══ Data supplied ══

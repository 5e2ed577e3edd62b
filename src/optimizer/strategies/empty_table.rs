//! Optimization Rule - Empty Table Elimination
//!
//! Goal: replace FILTER(FALSE) and its subtree with an empty data source.
//!
//! When predicate compaction or constant folding discovers a
//! contradiction, the plan is left with a filter whose condition is the
//! FALSE literal. Rather than executing the whole subtree below it and
//! then discarding every row, the filter and its subtree are replaced by
//! a FunctionDataset emitting an empty table with the same columns.
//!
//! During `visit` the FALSE filters are only recorded; the graph surgery
//! happens in `complete` where the traversal can no longer be disturbed.

use crate::errors::Result;
use crate::optimizer::{OptimizationStrategy, OptimizerContext};
use crate::plan::{LogicalPlan, LogicalPlanNode, LogicalPlanStepType, Nid};
use crate::schema::SchemaColumn;
use crate::statistics::QueryStatistics;

pub struct EmptyTableStrategy {
    statistics: QueryStatistics,
}

impl EmptyTableStrategy {
    pub fn new(statistics: QueryStatistics) -> Self {
        EmptyTableStrategy { statistics }
    }
}

fn is_false_filter(node: &LogicalPlanNode) -> bool {
    node.step == LogicalPlanStepType::Filter
        && node.condition.as_ref().is_some_and(|c| c.is_literal_false())
}

/// Every node reachable downwards (producer side) from `nid`.
fn collect_descendants(plan: &LogicalPlan, nid: &str) -> Vec<Nid> {
    let mut descendants = Vec::new();
    let mut stack: Vec<Nid> = plan
        .ingoing_edges(nid)
        .into_iter()
        .map(|(source, _, _)| source)
        .collect();
    while let Some(current) = stack.pop() {
        if descendants.contains(&current) {
            continue;
        }
        stack.extend(
            plan.ingoing_edges(&current)
                .into_iter()
                .map(|(source, _, _)| source),
        );
        descendants.push(current);
    }
    descendants
}

impl OptimizationStrategy for EmptyTableStrategy {
    fn name(&self) -> &'static str {
        "EmptyTable"
    }

    fn visit(&self, node: &LogicalPlanNode, context: &mut OptimizerContext) -> Result<()> {
        if is_false_filter(node) {
            context.false_filters.push(context.node_id.clone());
        }
        Ok(())
    }

    fn complete(&self, mut context: OptimizerContext) -> Result<LogicalPlan> {
        for filter_nid in context.false_filters.clone() {
            if !context.optimized_plan.contains(&filter_nid) {
                continue;
            }
            let descendants = collect_descendants(&context.optimized_plan, &filter_nid);

            // the empty replacement carries the columns the removed scans
            // were bound to, so operators above still resolve
            let mut schema_columns: Vec<SchemaColumn> = Vec::new();
            for nid in &descendants {
                if let Some(node) = context.optimized_plan.get(nid) {
                    if matches!(
                        node.step,
                        LogicalPlanStepType::Scan | LogicalPlanStepType::FunctionDataset
                    ) {
                        schema_columns.extend(
                            node.columns
                                .iter()
                                .filter_map(|c| c.schema_column.clone()),
                        );
                    }
                }
            }

            for nid in descendants {
                context.optimized_plan.remove_node(&nid, false)?;
            }

            let mut replacement = LogicalPlanNode::new(LogicalPlanStepType::FunctionDataset);
            replacement.function = Some("EMPTY".to_string());
            replacement.columns = schema_columns
                .into_iter()
                .map(crate::expression::Node::bound_identifier)
                .collect();
            context.optimized_plan.add_node(filter_nid, replacement);
            self.statistics
                .increment("optimization_empty_table_elimination", 1);
        }
        Ok(context.optimized_plan)
    }

    fn should_i_run(&self, plan: &LogicalPlan) -> bool {
        plan.nodes().any(|(_, node)| is_false_filter(node))
    }
}

#[cfg(test)]
mod tests {
    use super::*;
    use crate::expression::Node;
    use crate::optimizer::apply_strategy;
    use crate::value::Value;

    #[test]
    fn false_filter_subtree_collapses_to_empty_dataset() {
        let mut plan = LogicalPlan::new();
        let mut scan = LogicalPlanNode::new(LogicalPlanStepType::Scan);
        scan.relation = Some("$planets".to_string());
        plan.add_node("scan", scan);
        plan.add_node(
            "filter",
            LogicalPlanNode::filter(Node::literal(Value::Boolean(false))),
        );
        plan.add_node("exit", LogicalPlanNode::new(LogicalPlanStepType::Exit));
        plan.add_edge("scan", "filter", None).expect("acyclic");
        plan.add_edge("filter", "exit", None).expect("acyclic");

        let strategy = EmptyTableStrategy::new(QueryStatistics::new());
        let optimized =
            apply_strategy(&plan, &strategy, QueryStatistics::new()).expect("strategy applies");

        assert!(!optimized.contains("scan"));
        let replacement = optimized.get("filter").expect("replacement in place");
        assert_eq!(replacement.step, LogicalPlanStepType::FunctionDataset);
        assert_eq!(replacement.function.as_deref(), Some("EMPTY"));
    }

    #[test]
    fn true_filters_are_untouched() {
        let mut plan = LogicalPlan::new();
        plan.add_node("scan", LogicalPlanNode::new(LogicalPlanStepType::Scan));
        plan.add_node(
            "filter",
            LogicalPlanNode::filter(Node::literal(Value::Boolean(true))),
        );
        plan.add_node("exit", LogicalPlanNode::new(LogicalPlanStepType::Exit));
        plan.add_edge("scan", "filter", None).expect("acyclic");
        plan.add_edge("filter", "exit", None).expect("acyclic");

        let strategy = EmptyTableStrategy::new(QueryStatistics::new());
        assert!(!strategy.should_i_run(&plan));
    }
}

═══

The count, and nothing else: how many lines of the entries contain the word "extend"?

2